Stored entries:

• • • • • • •

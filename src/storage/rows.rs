//! In-memory row primitives shared by the vault and memory backends: the
//! per-feed counter row and the ordered, GUID-indexed article table.

use std::collections::HashMap;

use chrono::{DateTime, Utc};
use serde::{Deserialize, Serialize};

use crate::item::Item;

/// Per-feed counters kept by the storage manager, keyed by feed URL.
#[derive(Debug, Clone, Default, PartialEq, Eq, Serialize, Deserialize)]
pub(crate) struct CounterRow {
    /// Number of unread articles.
    #[serde(default)]
    pub unread: i64,
    /// Number of archived articles.
    #[serde(default)]
    pub total: i64,
    /// When the feed was last fetched, if ever.
    #[serde(default, skip_serializing_if = "Option::is_none")]
    pub last_fetch: Option<DateTime<Utc>>,
}

/// One archived article. The item's `id` is the row's GUID.
#[derive(Debug, Clone, Default, PartialEq, Eq)]
pub(crate) struct ArticleRow {
    pub item: Item,
    /// Whether the GUID doubles as a permalink. Not an [`Item`] field;
    /// persisted separately by each backend.
    pub guid_is_permalink: bool,
}

impl ArticleRow {
    fn blank(guid: &str) -> ArticleRow {
        let mut row = ArticleRow::default();
        row.item.set_id(guid);
        row
    }
}

/// An ordered article table with O(1) average GUID lookup.
///
/// Rows keep their insertion order (which is what `articles()` exposes);
/// the side index maps GUID to position and is maintained through every
/// mutation.
#[derive(Debug, Clone, Default)]
pub(crate) struct ArticleRows {
    rows: Vec<ArticleRow>,
    index: HashMap<String, usize>,
}

impl ArticleRows {
    /// Inserts a blank row for `guid`. Returns false (and leaves the
    /// table unchanged) when the GUID is already present.
    pub fn insert(&mut self, guid: &str) -> bool {
        if self.index.contains_key(guid) {
            return false;
        }
        self.index.insert(guid.to_string(), self.rows.len());
        self.rows.push(ArticleRow::blank(guid));
        true
    }

    /// Inserts a fully formed row, replacing any existing row with the
    /// same GUID in place. Used when loading persisted archives.
    pub fn insert_row(&mut self, row: ArticleRow) {
        let guid = row.item.id().to_string();
        match self.index.get(&guid) {
            Some(&at) => self.rows[at] = row,
            None => {
                self.index.insert(guid, self.rows.len());
                self.rows.push(row);
            }
        }
    }

    pub fn contains(&self, guid: &str) -> bool {
        self.index.contains_key(guid)
    }

    /// Removes the row for `guid`, preserving the order of the remaining
    /// rows. Returns whether a row was removed.
    pub fn remove(&mut self, guid: &str) -> bool {
        let Some(at) = self.index.remove(guid) else {
            return false;
        };
        self.rows.remove(at);
        for position in self.index.values_mut() {
            if *position > at {
                *position -= 1;
            }
        }
        true
    }

    /// Blanks the row's descriptive fields in place: title, description,
    /// content, link, authors and comments link. GUID, status and dates
    /// survive. Returns whether a row was found.
    pub fn tombstone(&mut self, guid: &str) -> bool {
        let Some(row) = self.get_mut(guid) else {
            return false;
        };
        row.item.set_title("");
        row.item.set_description("");
        row.item.set_content("");
        row.item.set_link("");
        row.item.set_authors(Vec::new());
        row.item.set_comments_link("");
        true
    }

    pub fn clear(&mut self) {
        self.rows.clear();
        self.index.clear();
    }

    pub fn get(&self, guid: &str) -> Option<&ArticleRow> {
        self.index.get(guid).map(|&at| &self.rows[at])
    }

    pub fn get_mut(&mut self, guid: &str) -> Option<&mut ArticleRow> {
        let at = *self.index.get(guid)?;
        Some(&mut self.rows[at])
    }

    /// All GUIDs in row order.
    pub fn guids(&self) -> Vec<String> {
        self.rows.iter().map(|row| row.item.id().to_string()).collect()
    }

    pub fn iter(&self) -> impl Iterator<Item = &ArticleRow> {
        self.rows.iter()
    }

    pub fn len(&self) -> usize {
        self.rows.len()
    }
}

#[cfg(test)]
mod tests {
    use super::*;
    use crate::item::Status;

    #[test]
    fn test_insert_is_idempotent_on_guid() {
        let mut rows = ArticleRows::default();
        assert!(rows.insert("a"));
        assert!(!rows.insert("a"));
        assert_eq!(rows.len(), 1);
        assert!(rows.contains("a"));
    }

    #[test]
    fn test_remove_preserves_order_and_index() {
        let mut rows = ArticleRows::default();
        rows.insert("a");
        rows.insert("b");
        rows.insert("c");

        assert!(rows.remove("b"));
        assert!(!rows.remove("b"));
        assert_eq!(rows.guids(), vec!["a", "c"]);

        // The index must have been shifted down past the removed row.
        rows.get_mut("c").unwrap().item.set_title("still c");
        assert_eq!(rows.get("c").unwrap().item.title(), "still c");
        assert_eq!(rows.get("a").unwrap().item.title(), "");
    }

    #[test]
    fn test_tombstone_keeps_identity_fields() {
        let mut rows = ArticleRows::default();
        rows.insert("a");
        {
            let row = rows.get_mut("a").unwrap();
            row.item.set_title("title");
            row.item.set_description("desc");
            row.item.set_status(Status::UNREAD | Status::IMPORTANT);
        }

        assert!(rows.tombstone("a"));
        let row = rows.get("a").unwrap();
        assert_eq!(row.item.id(), "a");
        assert_eq!(row.item.title(), "");
        assert_eq!(row.item.description(), "");
        assert_eq!(row.item.content(), "");
        assert_eq!(row.item.status(), Status::UNREAD | Status::IMPORTANT);
        assert!(rows.contains("a"));
    }

    #[test]
    fn test_insert_row_replaces_in_place() {
        let mut rows = ArticleRows::default();
        rows.insert("a");
        rows.insert("b");

        let mut replacement = ArticleRow::default();
        replacement.item.set_id("a");
        replacement.item.set_title("replaced");
        replacement.guid_is_permalink = true;
        rows.insert_row(replacement);

        assert_eq!(rows.guids(), vec!["a", "b"]);
        assert_eq!(rows.get("a").unwrap().item.title(), "replaced");
        assert!(rows.get("a").unwrap().guid_is_permalink);
    }

    #[test]
    fn test_clear_empties_everything() {
        let mut rows = ArticleRows::default();
        rows.insert("a");
        rows.insert("b");
        rows.clear();
        assert_eq!(rows.len(), 0);
        assert!(!rows.contains("a"));
        assert!(rows.guids().is_empty());
    }
}
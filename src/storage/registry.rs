//! Backend factories and the registry that holds them.
//!
//! The registry is an explicit object, built at startup and passed by
//! reference to whatever needs to open storage. Construction is folded
//! into [`StorageFactory::create_storage`]: a factory hands back a storage
//! that is already open, or an error.

use std::collections::BTreeMap;
use std::sync::Arc;

use super::memory::MemoryStorageFactory;
use super::sqlite::SqliteStorageFactory;
use super::vault::VaultStorageFactory;
use super::{Storage, StorageError, StorageParams};

/// Constructs storages of one backend flavor.
pub trait StorageFactory: Send + Sync {
    /// Stable identifier used in configuration and on the command line,
    /// e.g. `"vault"`.
    fn key(&self) -> &'static str;

    /// Human-readable backend name for listings and error messages.
    fn name(&self) -> &'static str;

    /// Opens (creating if necessary) a storage rooted at
    /// `params.archive_path`.
    ///
    /// # Errors
    ///
    /// [`StorageError::OpenFailed`] when the backing files cannot be
    /// created or opened, [`StorageError::CorruptIndex`] when existing
    /// state is unreadable.
    fn create_storage(&self, params: &StorageParams) -> Result<Arc<dyn Storage>, StorageError>;
}

/// Registry of storage factories, keyed by their stable identifiers.
#[derive(Default)]
pub struct StorageRegistry {
    factories: BTreeMap<&'static str, Arc<dyn StorageFactory>>,
}

impl StorageRegistry {
    /// An empty registry.
    pub fn new() -> StorageRegistry {
        StorageRegistry::default()
    }

    /// A registry with the built-in backends (`vault`, `memory`,
    /// `sqlite`) registered.
    pub fn with_builtin() -> StorageRegistry {
        let mut registry = StorageRegistry::new();
        registry.register(Arc::new(VaultStorageFactory));
        registry.register(Arc::new(MemoryStorageFactory));
        registry.register(Arc::new(SqliteStorageFactory));
        registry
    }

    /// Registers a factory under its key. Returns false (and keeps the
    /// existing factory) when the key is already taken.
    pub fn register(&mut self, factory: Arc<dyn StorageFactory>) -> bool {
        let key = factory.key();
        if self.factories.contains_key(key) {
            tracing::warn!(key = %key, "storage factory key already registered");
            return false;
        }
        self.factories.insert(key, factory);
        true
    }

    /// Removes the factory for `key`. Returns whether one was registered.
    pub fn unregister(&mut self, key: &str) -> bool {
        self.factories.remove(key).is_some()
    }

    pub fn get(&self, key: &str) -> Option<Arc<dyn StorageFactory>> {
        self.factories.get(key).cloned()
    }

    pub fn contains(&self, key: &str) -> bool {
        self.factories.contains_key(key)
    }

    /// All registered keys, sorted.
    pub fn keys(&self) -> Vec<&'static str> {
        self.factories.keys().copied().collect()
    }
}

#[cfg(test)]
mod tests {
    use super::*;

    struct FakeFactory(&'static str);

    impl StorageFactory for FakeFactory {
        fn key(&self) -> &'static str {
            self.0
        }

        fn name(&self) -> &'static str {
            "Fake backend"
        }

        fn create_storage(
            &self,
            _params: &StorageParams,
        ) -> Result<Arc<dyn Storage>, StorageError> {
            Err(StorageError::OpenFailed("fake".to_string()))
        }
    }

    #[test]
    fn test_builtin_backends_are_registered() {
        let registry = StorageRegistry::with_builtin();
        assert_eq!(registry.keys(), vec!["memory", "sqlite", "vault"]);
        assert!(registry.contains("vault"));
        assert!(registry.get("vault").is_some());
        assert_eq!(registry.get("vault").unwrap().key(), "vault");
    }

    #[test]
    fn test_duplicate_keys_are_rejected() {
        let mut registry = StorageRegistry::new();
        assert!(registry.register(Arc::new(FakeFactory("fake"))));
        assert!(!registry.register(Arc::new(FakeFactory("fake"))));
        assert_eq!(registry.keys(), vec!["fake"]);
    }

    #[test]
    fn test_unregister() {
        let mut registry = StorageRegistry::new();
        registry.register(Arc::new(FakeFactory("fake")));
        assert!(registry.unregister("fake"));
        assert!(!registry.unregister("fake"));
        assert!(!registry.contains("fake"));
    }
}
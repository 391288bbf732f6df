use chrono::{DateTime, Utc};

use lotledger_core::Clock;

/// Wall clock used when a command omits its timestamp.
#[derive(Debug, Default, Clone, Copy)]
pub struct SystemClock;

impl Clock for SystemClock {
    fn now(&self) -> DateTime<Utc> {
        Utc::now()
    }
}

• • • • • • •

* What you have to do: All lines with the word "position" are needed; pull them from the entries and copy each.

* Exercise response:
/// the side index maps GUID to position and is maintained through every
        for position in self.index.values_mut() {
            if *position > at {
                *position -= 1;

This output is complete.